La tercera consecuencia lleva a que la aceptación del término revolución en el ámbito de la teoría de la ciencia como una metáfora con respecto a revolución aplicado al ámbito de la política puede significar también un cambio en la propia forma de entender las revoluciones políticas. A esto es a lo que M. Black (1981: 72-77) hacía referencia cuando insistió en la función interactiva de las metáforas. Efectivamente, antes de que Th. Kuhn popularizase el término revolución aplicado metafóricamente al ámbito de la ciencia ese término significaba, según el diccionario de referencia que estoy utilizando, dos cosas en el ámbito de la política: cambio violento en las instituciones políticas, económicas o sociales de una nación e inquietud, alboroto, sedición. Ahora bien, parece que no podemos decir razonablemente que un cambio en ciencia signifique literalmente una sedición o que deba conllevar aparejado algún tipo de violencia. Esto hace que el nuevo significado de revolución no tenga que llevar asociadas las mismas connotaciones violentas y que, a su vez, ya no sea imprescindible definir las revoluciones políticas en términos de violencia, sino que ahora éstas pueden consistir en “cambios de paradigmas” políticos de forma incruenta, como suele pasar en la ciencia.

Finalmente, la cuarta consecuencia está íntimamente unida a las dos anteriores y consiste en que, con la propuesta de Kuhn, se está creando un significado nuevo para el término revolución, significado que, con el transcurso del tiempo, pudiera llegar a ser una de las acepciones literales del término. De hecho, el proceso de lexicalización del significado metafórico último de revolución está avanzando y popularizándose con la suficiente rapidez como para que, además del ámbito de las ciencias naturales para el que nació, se esté empleando incluso en el ámbito de la teología (Küng, 1979: 161-178). Si la metáfora kuhniana consigue dejar de serlo, al lexicalizarse el nuevo significado, los diccionarios no definirán ya revolución sólo como cambio violento en las instituciones políticas, económicas o sociales de una nación o como inquietud, alboroto, sedición” (DRAE), sino que deberán incluir entre las acepciones del término algo así como “proceso en el que se sustituye una teoría científica o filosófica por otra”.

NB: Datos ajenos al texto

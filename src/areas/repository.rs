use crate::areas::database::Database;
use crate::areas::locator::RepositoryLocator;
use crate::areas::refs::Refs;
use std::cell::{RefCell, RefMut};
use std::path::Path;

/// A repository rooted at the locator's resolved `GIT_DIR`.
///
/// The root is fixed for the lifetime of the value; commands are implemented
/// as `impl Repository` blocks under `crate::commands`.
pub struct Repository {
    locator: RepositoryLocator,
    writer: RefCell<Box<dyn std::io::Write>>,
    database: Database,
    refs: Refs,
}

impl Repository {
    pub fn new(locator: RepositoryLocator, writer: Box<dyn std::io::Write>) -> Self {
        let database = Database::new(locator.objects_path().into_boxed_path());
        let refs = Refs::new(locator.root().to_path_buf().into_boxed_path());

        Repository {
            locator,
            writer: RefCell::new(writer),
            database,
            refs,
        }
    }

    pub fn path(&self) -> &Path {
        self.locator.root()
    }

    pub fn writer(&'_ self) -> RefMut<'_, Box<dyn std::io::Write>> {
        self.writer.borrow_mut()
    }

    pub fn database(&self) -> &Database {
        &self.database
    }

    pub(crate) fn refs(&self) -> &Refs {
        &self.refs
    }
}
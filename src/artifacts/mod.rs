//! Object data structures and shared utilities
//!
//! - `core`: Shared utilities (pager wrapper)
//! - `objects`: Loose object codec and header parsing

pub mod core;
pub mod objects;
use anyhow::{Context, Result};
use clap::{Parser, Subcommand};
use minigit::areas::locator::{GIT_DIR_ENV, RepositoryLocator};
use minigit::areas::repository::Repository;
use minigit::artifacts::core::{PagerWriter, colorize_output, should_page};
use minigit::commands::plumbing::cat_file::CatFileMode;
use is_terminal::IsTerminal;
use tracing_subscriber::EnvFilter;

#[derive(Parser)]
#[command(
    name = "minigit",
    version = "0.1.0",
    about = "A mini git client",
    long_about = "A minimal reader for git's loose object store. \
    It can initialize an empty repository and inspect the objects stored in it.",
    help_template = r"
{name} {version} - {about}

USAGE:
    {usage}

OPTIONS:
    {all-args}
"
)]
struct Cli {
    #[arg(
        short = 'g',
        long = "git-dir",
        global = true,
        help = "Set the path to the repository (defaults to $GIT_DIR, then .git)"
    )]
    git_dir: Option<String>,
    #[arg(short, long, global = true, help = "Verbose logging")]
    verbose: bool,
    #[command(subcommand)]
    command: Commands,
}

#[derive(Subcommand)]
enum Commands {
    #[command(
        name = "init",
        visible_alias = "i",
        about = "Initialize a git repository",
        long_about = "This command creates the objects and refs directories and points HEAD \
        at the master branch. Running it on an existing repository is safe."
    )]
    Init,
    #[command(
        name = "cat-file",
        visible_alias = "c",
        about = "Display the contents of objects",
        long_about = "This command prints the body of each object, in the order given. \
        It stops at the first object that cannot be read."
    )]
    CatFile {
        #[arg(
            short = 't',
            long = "type",
            conflicts_with = "pretty_print",
            help = "Show the object type"
        )]
        show_type: bool,
        #[arg(
            short = 'p',
            long = "pretty-print",
            help = "Pretty-print the contents of the object"
        )]
        pretty_print: bool,
        #[arg(index = 1, required = true, help = "The object hashes to print")]
        hashes: Vec<String>,
    },
    #[command(
        name = "ls-tree",
        visible_alias = "ls",
        about = "List every loose object",
        long_about = "This command walks the object store and prints the hash, type and body \
        of every loose object, sorted by hash."
    )]
    LsTree,
}

fn main() -> Result<()> {
    let cli = Cli::parse();
    init_tracing(cli.verbose);
    colored::control::set_override(colorize_output());

    let mut locator = RepositoryLocator::new(std::env::var(GIT_DIR_ENV).ok().as_deref());
    if let Some(git_dir) = &cli.git_dir {
        locator.set_root(git_dir).context("Error setting git-dir")?;
    }

    let pager = should_page().then(minus::Pager::new);
    let writer: Box<dyn std::io::Write> = match &pager {
        Some(pager) => Box::new(PagerWriter::new(pager.clone())),
        None => Box::new(std::io::stdout()),
    };
    let repository = Repository::new(locator, writer);

    let result = run(&cli.command, &repository);

    if let Some(pager) = pager {
        minus::page_all(pager)?;
    }

    result
}

fn run(command: &Commands, repository: &Repository) -> Result<()> {
    match command {
        Commands::Init => {
            let report = repository.init()?;
            if !report.is_success() {
                anyhow::bail!(
                    "Failed to initialize git directory [ {} ]: {} step(s) failed",
                    repository.path().display(),
                    report.failures.len()
                );
            }
            tracing::info!(
                "Initialized git directory GIT_DIR=[ {} ]",
                repository.path().display()
            );
            Ok(())
        }
        Commands::CatFile {
            show_type,
            pretty_print,
            hashes,
        } => {
            let mode = if *show_type && !*pretty_print {
                CatFileMode::Type
            } else {
                CatFileMode::Body
            };
            repository.cat_file(hashes, mode)
        }
        Commands::LsTree => repository.ls_tree(),
    }
}

fn init_tracing(verbose: bool) {
    let level = if verbose { "debug" } else { "warn" };
    let filter = EnvFilter::try_from_default_env()
        .unwrap_or_else(|_| EnvFilter::new(format!("minigit={level}")));

    let subscriber = tracing_subscriber::fmt()
        .with_env_filter(filter)
        .with_writer(std::io::stderr)
        .with_ansi(std::io::stderr().is_terminal())
        .with_target(false)
        .with_level(true)
        .finish();

    let _ = tracing::subscriber::set_global_default(subscriber);
}
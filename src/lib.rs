//! A minimal reader and initializer for a git-style loose object store.
//!
//! - `areas`: repository root, object database and refs on disk
//! - `artifacts`: object codec and header parsing
//! - `commands`: command implementations on top of [`areas::repository::Repository`]

pub mod areas;
pub mod artifacts;
pub mod commands;
//! Core utilities shared by the commands
//!
//! Long listings are paged through `minus` when stdout is an interactive
//! terminal and `NO_PAGER` is not set.

use derive_new::new;
use is_terminal::IsTerminal;
use minus::Pager;
use std::io::{self, Write};

/// Setting this variable (to any value) disables paging
pub const NO_PAGER_ENV: &str = "NO_PAGER";

/// Adapts the minus pager to `std::io::Write`, so it can stand in for stdout
/// as a repository writer.
#[derive(new, Clone)]
pub struct PagerWriter {
    pager: Pager,
}

impl Write for PagerWriter {
    fn write(&mut self, buf: &[u8]) -> io::Result<usize> {
        let s = String::from_utf8_lossy(buf);
        self.pager.push_str(s).map_err(io::Error::other)?;
        Ok(buf.len())
    }

    fn flush(&mut self) -> io::Result<()> {
        Ok(())
    }
}

pub fn should_page() -> bool {
    std::env::var_os(NO_PAGER_ENV).is_none() && io::stdout().is_terminal()
}

pub fn colorize_output() -> bool {
    io::stdout().is_terminal()
}
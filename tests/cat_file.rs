use assert_fs::TempDir;
use fake::Fake;
use fake::faker::lorem::en::Words;
use predicates::prelude::predicate;
use rstest::rstest;

mod common;
use common::{
    fake_hash, init_repository_dir, repository_dir, run_minigit_command, write_object,
};

#[rstest]
fn read_blob_object_successfully(
    init_repository_dir: TempDir,
) -> Result<(), Box<dyn std::error::Error>> {
    let dir = init_repository_dir;
    let file_content = Words(5..10).fake::<Vec<String>>().join(" ");
    let hash = fake_hash("3b18e5");
    write_object(
        &dir.path().join(".git"),
        &hash,
        &format!("blob {}", file_content.len()),
        file_content.as_bytes(),
    );

    run_minigit_command(dir.path(), &["cat-file", "-p", &hash])
        .assert()
        .success()
        .stdout(predicate::eq(file_content));

    Ok(())
}

#[rstest]
fn read_highly_compressible_blob(init_repository_dir: TempDir) {
    let dir = init_repository_dir;
    let file_content = "all work and no play makes jack a dull boy\n".repeat(5_000);
    let hash = fake_hash("9e");
    write_object(
        &dir.path().join(".git"),
        &hash,
        &format!("blob {}", file_content.len()),
        file_content.as_bytes(),
    );

    run_minigit_command(dir.path(), &["cat-file", &hash])
        .assert()
        .success()
        .stdout(predicate::str::diff(file_content));
}

#[rstest]
fn read_several_objects_in_the_order_given(init_repository_dir: TempDir) {
    let dir = init_repository_dir;
    let git_dir = dir.path().join(".git");
    write_object(&git_dir, &fake_hash("aa"), "blob 6", b"first\n");
    write_object(&git_dir, &fake_hash("bb"), "blob 7", b"second\n");

    run_minigit_command(dir.path(), &["c", &fake_hash("bb"), &fake_hash("aa")])
        .assert()
        .success()
        .stdout(predicate::str::diff("second\nfirst\n"));
}

#[rstest]
fn read_object_type_from_header(init_repository_dir: TempDir) {
    let dir = init_repository_dir;
    let git_dir = dir.path().join(".git");
    write_object(&git_dir, &fake_hash("cc"), "tree 9", b"abc\0defgh");
    write_object(&git_dir, &fake_hash("dd"), "commit 4", b"tree");

    run_minigit_command(
        dir.path(),
        &["cat-file", "-t", &fake_hash("cc"), &fake_hash("dd")],
    )
    .assert()
    .success()
    .stdout(predicate::str::diff("tree\ncommit\n"));
}

#[rstest]
fn read_tree_body_with_embedded_nul_bytes(init_repository_dir: TempDir) {
    let dir = init_repository_dir;
    write_object(
        &dir.path().join(".git"),
        &fake_hash("ee"),
        "tree 9",
        b"abc\0defgh",
    );

    let assert = run_minigit_command(dir.path(), &["cat-file", &fake_hash("ee")])
        .assert()
        .success();

    assert_eq!(assert.get_output().stdout, b"abc\0defgh");
}

#[rstest]
#[case("")]
#[case("a")]
#[case("ab")]
fn reading_a_short_hash_fails(init_repository_dir: TempDir, #[case] hash: &str) {
    run_minigit_command(init_repository_dir.path(), &["cat-file", hash])
        .assert()
        .failure()
        .stderr(predicate::str::contains("invalid hash"));
}

#[rstest]
fn reading_a_missing_object_fails_without_side_effects(init_repository_dir: TempDir) {
    let dir = init_repository_dir;
    let hash = fake_hash("ab");

    run_minigit_command(dir.path(), &["cat-file", &hash])
        .assert()
        .failure()
        .stderr(predicate::str::contains(format!("Error reading hash {}", hash)))
        .stderr(predicate::str::contains("unable to read object file"));

    assert!(!dir.path().join(".git").join("objects").join("ab").exists());
}

#[rstest]
fn reading_stops_at_the_first_failure(init_repository_dir: TempDir) {
    let dir = init_repository_dir;
    let git_dir = dir.path().join(".git");
    write_object(&git_dir, &fake_hash("aa"), "blob 3", b"one");
    write_object(&git_dir, &fake_hash("cc"), "blob 5", b"three");

    run_minigit_command(
        dir.path(),
        &["cat-file", &fake_hash("aa"), &fake_hash("bb"), &fake_hash("cc")],
    )
    .assert()
    .failure()
    .stdout(predicate::str::diff("one"));
}

#[rstest]
fn reading_a_corrupt_object_fails(
    init_repository_dir: TempDir,
) -> Result<(), Box<dyn std::error::Error>> {
    let dir = init_repository_dir;
    let hash = fake_hash("ff");
    let shard = dir.path().join(".git").join("objects").join("ff");
    std::fs::create_dir_all(&shard)?;
    std::fs::write(shard.join(&hash[2..]), "not compressed")?;

    run_minigit_command(dir.path(), &["cat-file", &hash])
        .assert()
        .failure()
        .stderr(predicate::str::contains("is corrupt"))
        .stderr(predicate::str::contains("not a valid zlib stream"));

    Ok(())
}

#[rstest]
fn reading_from_git_dir_flag(repository_dir: TempDir) {
    let git_dir = repository_dir.path().join("elsewhere");
    std::fs::create_dir_all(&git_dir).unwrap();
    write_object(&git_dir, &fake_hash("12"), "blob 5", b"hello");

    run_minigit_command(
        repository_dir.path(),
        &["--git-dir", "elsewhere", "cat-file", &fake_hash("12")],
    )
    .assert()
    .success()
    .stdout(predicate::str::diff("hello"));
}
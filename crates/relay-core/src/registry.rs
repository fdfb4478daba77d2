//! PeerRegistry: the live directory of registered connections.
//!
//! Maps a [`PeerKey`] (role + deviceId) to the connection currently occupying
//! it.  This is the only shared mutable state in the relay: every connection
//! task reads and writes it concurrently, so every operation takes the same
//! lock.
//!
//! # Invariants
//!
//! - At most one connection per key.  A later `put` for the same key silently
//!   replaces the earlier one (last writer wins).  The replaced connection is
//!   not closed; it simply stops receiving routed traffic.
//! - The lock is never held across an `.await` (there are none in this crate)
//!   nor across a send.  Callers get cloned `Arc` sinks and send after the
//!   lock is released.

use std::collections::HashMap;
use std::fmt;
use std::sync::{Arc, Mutex, MutexGuard};

use crate::connection::{ConnectionId, PeerSink};
use crate::protocol::messages::{DeviceId, Role};

/// Registry key: one role for one pairing identifier.
#[derive(Debug, Clone, PartialEq, Eq, Hash, PartialOrd, Ord)]
pub struct PeerKey {
    pub role: Role,
    pub device_id: DeviceId,
}

impl PeerKey {
    pub fn new(role: Role, device_id: DeviceId) -> Self {
        Self { role, device_id }
    }

    /// The key of the peer this key pairs with.
    pub fn complement(&self) -> PeerKey {
        PeerKey::new(self.role.peer(), self.device_id.clone())
    }
}

impl fmt::Display for PeerKey {
    fn fmt(&self, f: &mut fmt::Formatter<'_>) -> fmt::Result {
        write!(f, "{}-{}", self.role, self.device_id)
    }
}

/// A registered connection as stored in the registry.
#[derive(Clone)]
pub struct PeerEntry {
    pub id: ConnectionId,
    pub sink: Arc<dyn PeerSink>,
}

impl fmt::Debug for PeerEntry {
    fn fmt(&self, f: &mut fmt::Formatter<'_>) -> fmt::Result {
        f.debug_struct("PeerEntry")
            .field("id", &self.id)
            .field("open", &self.sink.is_open())
            .finish()
    }
}

/// Result of [`PeerRegistry::put`].
#[derive(Debug)]
pub struct PutOutcome {
    /// The connection that held the key before, if it was a different one.
    pub superseded: Option<ConnectionId>,
    /// The entry holding the complementary key at the moment of the put.
    pub counterpart: Option<PeerEntry>,
}

/// Thread-safe registry of live peers.
///
/// Cheap to share: wrap it (or the [`crate::Relay`] that owns it) in an `Arc`.
#[derive(Default)]
pub struct PeerRegistry {
    entries: Mutex<HashMap<PeerKey, PeerEntry>>,
}

impl PeerRegistry {
    pub fn new() -> Self {
        Self::default()
    }

    /// Acquires the map.  A poisoned lock is recovered: every mutation is a
    /// single `HashMap` call, so the map is never left half-updated.
    fn lock(&self) -> MutexGuard<'_, HashMap<PeerKey, PeerEntry>> {
        self.entries
            .lock()
            .unwrap_or_else(|poisoned| poisoned.into_inner())
    }

    /// Stores `entry` under `key`, replacing any previous occupant.
    ///
    /// The complementary key is looked up under the same lock acquisition, so
    /// the pairing check can never observe a half-applied registration.
    pub fn put(&self, key: PeerKey, entry: PeerEntry) -> PutOutcome {
        let mut entries = self.lock();
        let new_id = entry.id;
        let superseded = entries
            .insert(key.clone(), entry)
            .map(|previous| previous.id)
            .filter(|previous| *previous != new_id);
        let counterpart = entries.get(&key.complement()).cloned();
        PutOutcome {
            superseded,
            counterpart,
        }
    }

    /// Returns the entry occupying `(role, device_id)`, if any.
    pub fn get(&self, role: Role, device_id: &DeviceId) -> Option<PeerEntry> {
        self.lock()
            .get(&PeerKey::new(role, device_id.clone()))
            .cloned()
    }

    /// Returns the id of the connection occupying `key`, if any.
    pub fn occupant(&self, key: &PeerKey) -> Option<ConnectionId> {
        self.lock().get(key).map(|entry| entry.id)
    }

    /// Removes every entry held by `id` and returns the freed keys.
    ///
    /// Keys that `id` once held but that were since superseded by another
    /// connection are left alone.  Finding nothing is not an error.
    pub fn remove_by_handle(&self, id: ConnectionId) -> Vec<PeerKey> {
        let mut entries = self.lock();
        let mut removed: Vec<PeerKey> = entries
            .iter()
            .filter(|(_, entry)| entry.id == id)
            .map(|(key, _)| key.clone())
            .collect();
        for key in &removed {
            entries.remove(key);
        }
        removed.sort();
        removed
    }

    /// Number of occupied keys.
    pub fn len(&self) -> usize {
        self.lock().len()
    }

    pub fn is_empty(&self) -> bool {
        self.lock().is_empty()
    }

    /// Sorted snapshot of occupied keys, for diagnostics and tests.
    pub fn snapshot(&self) -> Vec<(PeerKey, ConnectionId)> {
        let mut keys: Vec<_> = self
            .lock()
            .iter()
            .map(|(key, entry)| (key.clone(), entry.id))
            .collect();
        keys.sort();
        keys
    }
}

impl fmt::Debug for PeerRegistry {
    fn fmt(&self, f: &mut fmt::Formatter<'_>) -> fmt::Result {
        f.debug_struct("PeerRegistry")
            .field("entries", &self.len())
            .finish()
    }
}

// ── Tests ─────────────────────────────────────────────────────────────────────

#[cfg(test)]
mod tests {
    use super::*;
    use crate::mock::MockSink;

    fn dev(id: &str) -> DeviceId {
        DeviceId::new(id).unwrap()
    }

    fn entry() -> PeerEntry {
        PeerEntry {
            id: ConnectionId::new(),
            sink: Arc::new(MockSink::new()),
        }
    }

    #[test]
    fn test_registry_starts_empty() {
        let registry = PeerRegistry::new();
        assert!(registry.is_empty());
        assert!(registry.get(Role::Device, &dev("dev1")).is_none());
    }

    #[test]
    fn test_put_then_get_returns_entry() {
        // Arrange
        let registry = PeerRegistry::new();
        let e = entry();
        let id = e.id;

        // Act
        registry.put(PeerKey::new(Role::Device, dev("dev1")), e);

        // Assert
        assert_eq!(registry.get(Role::Device, &dev("dev1")).unwrap().id, id);
        assert!(registry.get(Role::Controller, &dev("dev1")).is_none());
    }

    #[test]
    fn test_put_same_key_supersedes_previous_occupant() {
        let registry = PeerRegistry::new();
        let first = entry();
        let second = entry();
        let (first_id, second_id) = (first.id, second.id);
        let key = PeerKey::new(Role::Controller, dev("dev1"));

        assert!(registry.put(key.clone(), first).superseded.is_none());
        let outcome = registry.put(key.clone(), second);

        assert_eq!(outcome.superseded, Some(first_id));
        assert_eq!(registry.occupant(&key), Some(second_id));
        assert_eq!(registry.len(), 1);
    }

    #[test]
    fn test_put_same_connection_twice_is_not_a_supersede() {
        let registry = PeerRegistry::new();
        let e = entry();
        let key = PeerKey::new(Role::Controller, dev("dev1"));

        registry.put(key.clone(), e.clone());
        let outcome = registry.put(key, e);

        assert!(outcome.superseded.is_none());
    }

    #[test]
    fn test_put_reports_counterpart_when_present() {
        let registry = PeerRegistry::new();
        let controller = entry();
        let controller_id = controller.id;
        registry.put(PeerKey::new(Role::Controller, dev("dev1")), controller);

        let outcome = registry.put(PeerKey::new(Role::Device, dev("dev1")), entry());

        assert_eq!(outcome.counterpart.map(|c| c.id), Some(controller_id));
    }

    #[test]
    fn test_put_reports_no_counterpart_for_other_device_id() {
        let registry = PeerRegistry::new();
        registry.put(PeerKey::new(Role::Controller, dev("dev1")), entry());

        let outcome = registry.put(PeerKey::new(Role::Device, dev("dev2")), entry());

        assert!(outcome.counterpart.is_none());
    }

    #[test]
    fn test_remove_by_handle_removes_every_key_of_that_handle() {
        // Arrange: one connection registered under two keys
        let registry = PeerRegistry::new();
        let e = entry();
        let id = e.id;
        registry.put(PeerKey::new(Role::Controller, dev("a")), e.clone());
        registry.put(PeerKey::new(Role::Controller, dev("b")), e);
        registry.put(PeerKey::new(Role::Device, dev("a")), entry());

        // Act
        let removed = registry.remove_by_handle(id);

        // Assert
        assert_eq!(
            removed,
            vec![
                PeerKey::new(Role::Controller, dev("a")),
                PeerKey::new(Role::Controller, dev("b")),
            ]
        );
        assert_eq!(registry.len(), 1);
    }

    #[test]
    fn test_remove_by_handle_leaves_superseding_connection_alone() {
        let registry = PeerRegistry::new();
        let old = entry();
        let old_id = old.id;
        let new = entry();
        let new_id = new.id;
        let key = PeerKey::new(Role::Device, dev("dev1"));
        registry.put(key.clone(), old);
        registry.put(key.clone(), new);

        let removed = registry.remove_by_handle(old_id);

        assert!(removed.is_empty());
        assert_eq!(registry.occupant(&key), Some(new_id));
    }

    #[test]
    fn test_remove_by_unknown_handle_is_noop() {
        let registry = PeerRegistry::new();
        registry.put(PeerKey::new(Role::Device, dev("dev1")), entry());

        assert!(registry.remove_by_handle(ConnectionId::new()).is_empty());
        assert_eq!(registry.len(), 1);
    }

    #[test]
    fn test_concurrent_puts_keep_one_entry_per_key() {
        // Arrange: many threads race to register the same two keys
        let registry = Arc::new(PeerRegistry::new());
        let handles: Vec<_> = (0..16)
            .map(|i| {
                let registry = Arc::clone(&registry);
                std::thread::spawn(move || {
                    let role = if i % 2 == 0 { Role::Controller } else { Role::Device };
                    for _ in 0..100 {
                        registry.put(PeerKey::new(role, dev("shared")), entry());
                    }
                })
            })
            .collect();

        // Act
        for handle in handles {
            handle.join().unwrap();
        }

        // Assert
        assert_eq!(registry.len(), 2);
    }

    #[test]
    fn test_peer_key_display_matches_role_dash_id() {
        assert_eq!(
            PeerKey::new(Role::Device, dev("dev1")).to_string(),
            "device-dev1"
        );
    }
}
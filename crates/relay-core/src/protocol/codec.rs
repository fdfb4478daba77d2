//! Classification of inbound frames and encoding of relay notices.
//!
//! The relay never deserializes a client message into a full typed struct:
//! payloads are opaque.  [`classify`] only looks at the three envelope fields
//! (`type`, `role`, `deviceId`) and hands back a borrowed view of the original
//! text so the router can forward it byte-for-byte.
//!
//! # Classification rules
//!
//! | Frame                                              | Result                       |
//! |----------------------------------------------------|------------------------------|
//! | not JSON, or JSON that is not an object            | `MalformedMessage(InvalidFormat)` |
//! | `type == "register"` with valid `role`+`deviceId`  | [`Inbound::Register`]        |
//! | `type == "register"` otherwise                     | `MalformedMessage(InvalidRegistration)` |
//! | any other object with a non-empty string `deviceId`| [`Inbound::Routed`]          |
//! | anything else                                      | `MalformedMessage(MissingDeviceId)` |

use serde_json::{Map, Value};

use crate::error::{MalformedReason, RelayError};
use crate::protocol::messages::{
    DeviceId, MessageKind, Role, ServerNotice, DEVICE_ID_FIELD, REGISTER_TYPE,
};

/// A classified inbound frame.
#[derive(Debug, Clone, PartialEq, Eq)]
pub enum Inbound<'a> {
    /// A request to occupy `(role, device_id)` in the registry.
    Register { role: Role, device_id: DeviceId },
    /// Traffic for the peer of `device_id`.  `raw` is the untouched frame.
    Routed {
        kind: MessageKind,
        device_id: DeviceId,
        raw: &'a str,
    },
}

/// Classifies a raw text frame.
///
/// # Errors
///
/// Returns [`RelayError::MalformedMessage`] when the frame is neither a
/// well-formed registration nor a message carrying a `deviceId`.
pub fn classify(raw: &str) -> Result<Inbound<'_>, RelayError> {
    // Deserializing into a `Map` (rather than a derived struct) rejects JSON
    // arrays outright instead of matching struct fields positionally.
    let envelope: Map<String, Value> = serde_json::from_str(raw)
        .map_err(|_| RelayError::MalformedMessage(MalformedReason::InvalidFormat))?;

    let tag = envelope.get("type").and_then(Value::as_str);

    if tag == Some(REGISTER_TYPE) {
        let role = envelope
            .get("role")
            .and_then(Value::as_str)
            .and_then(Role::from_wire);
        let device_id = device_id_of(&envelope);
        return match (role, device_id) {
            (Some(role), Some(device_id)) => Ok(Inbound::Register { role, device_id }),
            _ => Err(RelayError::MalformedMessage(
                MalformedReason::InvalidRegistration,
            )),
        };
    }

    match device_id_of(&envelope) {
        Some(device_id) => Ok(Inbound::Routed {
            kind: MessageKind::from_tag(tag),
            device_id,
            raw,
        }),
        None => Err(RelayError::MalformedMessage(MalformedReason::MissingDeviceId)),
    }
}

fn device_id_of(envelope: &Map<String, Value>) -> Option<DeviceId> {
    envelope
        .get(DEVICE_ID_FIELD)
        .and_then(Value::as_str)
        .and_then(DeviceId::new)
}

/// Encodes a relay notice as a JSON text frame.
pub fn encode_notice(notice: &ServerNotice) -> String {
    // `ServerNotice` holds only strings and unit variants; this cannot fail.
    serde_json::to_string(notice)
        .unwrap_or_else(|_| String::from(r#"{"type":"error","message":"internal error"}"#))
}

// ── Tests ─────────────────────────────────────────────────────────────────────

En resumen, la segunda función de la metáfora creativa, la función consistente en construir modelos para comprender una realidad y poder hablar de ella, asume y amplía la función anterior de nombrar o denominar. Comoquiera que los términos no suelen cambiar metafóricamente de significado de forma aislada, sino que un cambio metafórico en un término suele llevar aparejados cambios en los significados de los términos relacionados con el que ha cambiado de significado en primer lugar, se facilita con ello la creación de redes conceptuales, que conforman un modelo o patrón desde el que poder hablar y comprender un objeto o un grupo de ellos. En el marco de estas redes conceptuales es donde un término cualquiera va perfilando y concretando su significado metafórico hasta el momento en que sea entendido como el significado literal o técnico del término en cuestión. La adecuación o inadecuación del uso de ese término será uno de los criterios que permitan adjudicar a las aseveraciones en que entre a formar parte los valores de verdad y también permitirá al oyente inferir si el hablante ha comprendido bien la actividad o ciencia de las que dice estar hablando. Y ello porque las metáforas suelen surgir allí donde una comunidad de hablantes comparte ciertas creencias, que modelan su forma de ver el mundo. Por ello la lexicalización de los significados metafóricos suele ser un buen índice para saber si alguien está bien adiestrado en determinadas creencias, sean éstas generales en la comunidad de los hablantes o particulares de una ciencia o de una escuela o colegio más reducido en alguna actividad.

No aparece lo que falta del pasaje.